Felicity had all the time in the world before Carola, her elder child, would be finished for the day at her riding school. She decided she would wander toward the stables later and then go and find the wildflower meadow if it still existed. More to the point at the moment, which her watch showed to be close to eleven thirty, was to go to the little cafeteria that she had seen on the other side of the manor and get herself a cup of coffee and maybe a cream bun. Felicity was one of those people, almost unnatural people it was often thought, who never had to watch their weight. She had settled Thomas with a rattle in an otherwise empty café (one offering good coffee and basic cakes and biscuits obviously supplied by a local bakery chain) and was enjoying a leisurely snack when the door opened again and another woman came in—one in a similar position to herself: child in a baby buggy and a need for coffee, which she fetched from the counter before settling into a nearby table with an outlook on the sloping grass. It was the woman who had got off the bus and whom Felicity had last seen going toward the meeting. She was crying.
Tears were rolling down her cheeks, her light makeup was smudged, and when she had had a couple of sips from her cup, she put her head on the table and Felicity heard gulps of anger or frustration.
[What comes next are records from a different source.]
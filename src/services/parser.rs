use crate::error::AnalysisError;
use crate::models::AnalysisReport;
use serde_json::Value;

/// Expected JSON shape of a report, checked before deserializing.
enum Shape {
    Text,
    Count,
    List(&'static Shape),
    Object(&'static [(&'static str, Shape)]),
}

static STRUCTURE_ROLE: Shape = Shape::Object(&[
    ("role", Shape::Text),
    ("en", Shape::Text),
    ("ko", Shape::Text),
]);

static SENTENCE: Shape = Shape::Object(&[
    ("no", Shape::Count),
    ("en", Shape::Text),
    ("ko", Shape::Text),
    ("grammar", Shape::Text),
    ("structure", Shape::List(&STRUCTURE_ROLE)),
]);

static VOCAB_ENTRY: Shape = Shape::Object(&[("word", Shape::Text), ("meaning", Shape::Text)]);

static TEXT: Shape = Shape::Text;

static REPORT: Shape = Shape::Object(&[
    ("title", Shape::Text),
    ("subtitle", Shape::Text),
    ("full_en", Shape::Text),
    ("full_ko", Shape::Text),
    ("sentences", Shape::List(&SENTENCE)),
    ("summary", Shape::Text),
    ("logic_flow", Shape::List(&TEXT)),
    ("vocab", Shape::List(&VOCAB_ENTRY)),
]);

impl Shape {
    fn expected(&self) -> &'static str {
        match self {
            Shape::Text => "a string",
            Shape::Count => "a non-negative integer",
            Shape::List(_) => "an array",
            Shape::Object(_) => "an object",
        }
    }

    fn check(&self, value: &Value, path: &str) -> Result<(), AnalysisError> {
        let invalid = || AnalysisError::InvalidField {
            path: display_path(path),
            expected: self.expected(),
        };
        match self {
            Shape::Text => value.as_str().map(|_| ()).ok_or_else(invalid),
            Shape::Count => match value.as_u64() {
                Some(n) if n <= u64::from(u32::MAX) => Ok(()),
                _ => Err(invalid()),
            },
            Shape::List(item) => {
                let items = value.as_array().ok_or_else(invalid)?;
                for (index, element) in items.iter().enumerate() {
                    item.check(element, &format!("{path}[{index}]"))?;
                }
                Ok(())
            }
            Shape::Object(fields) => {
                let map = value.as_object().ok_or_else(invalid)?;
                for (key, field) in fields.iter() {
                    let field_path = join(path, key);
                    let field_value = map
                        .get(*key)
                        .ok_or_else(|| AnalysisError::MissingField {
                            path: field_path.clone(),
                        })?;
                    field.check(field_value, &field_path)?;
                }
                Ok(())
            }
        }
    }
}

fn join(parent: &str, key: &str) -> String {
    if parent.is_empty() {
        key.to_string()
    } else {
        format!("{parent}.{key}")
    }
}

fn display_path(path: &str) -> String {
    if path.is_empty() {
        "<root>".to_string()
    } else {
        path.to_string()
    }
}

/// Parses an extracted candidate into a report.
///
/// Every required key is checked at every level before the typed value is
/// built, so the result is either a complete report or the first offending
/// path.
pub fn parse_report(candidate: &str) -> Result<AnalysisReport, AnalysisError> {
    let value: Value = serde_json::from_str(candidate).map_err(|e| AnalysisError::ParseError {
        message: e.to_string(),
    })?;

    REPORT.check(&value, "")?;

    serde_json::from_value(value).map_err(|e| AnalysisError::ParseError {
        message: e.to_string(),
    })
}
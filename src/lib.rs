//! Passage analyzer: sends an English passage to a hosted language model and
//! renders the returned JSON analysis as an HTML report.

pub mod config;
pub mod error;
pub mod models;
pub mod routes;
pub mod services;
“Can I help?” Felicity asked, getting up and going over to her. For a moment there was no reply. “I think I saw you arriving at the stables a little while ago. Is there something wrong?”
The woman looked up.
“I don’t see how you can,” she said, thrusting out her hand. “I’m Maya Tyndale.”
“I’m Felicity Peace.”
“It’s nice of you, but I don’t think you can help. I may be being silly. It’s those bastards in there.”
“What bastards? In the stables?”
“Yes. It’s a meeting of the Walbrook Manor Trust Board. The trustees of this place, of whom I am one, fool that I am. I just feel so frustrated. They took me for a fool, and I was a fool.”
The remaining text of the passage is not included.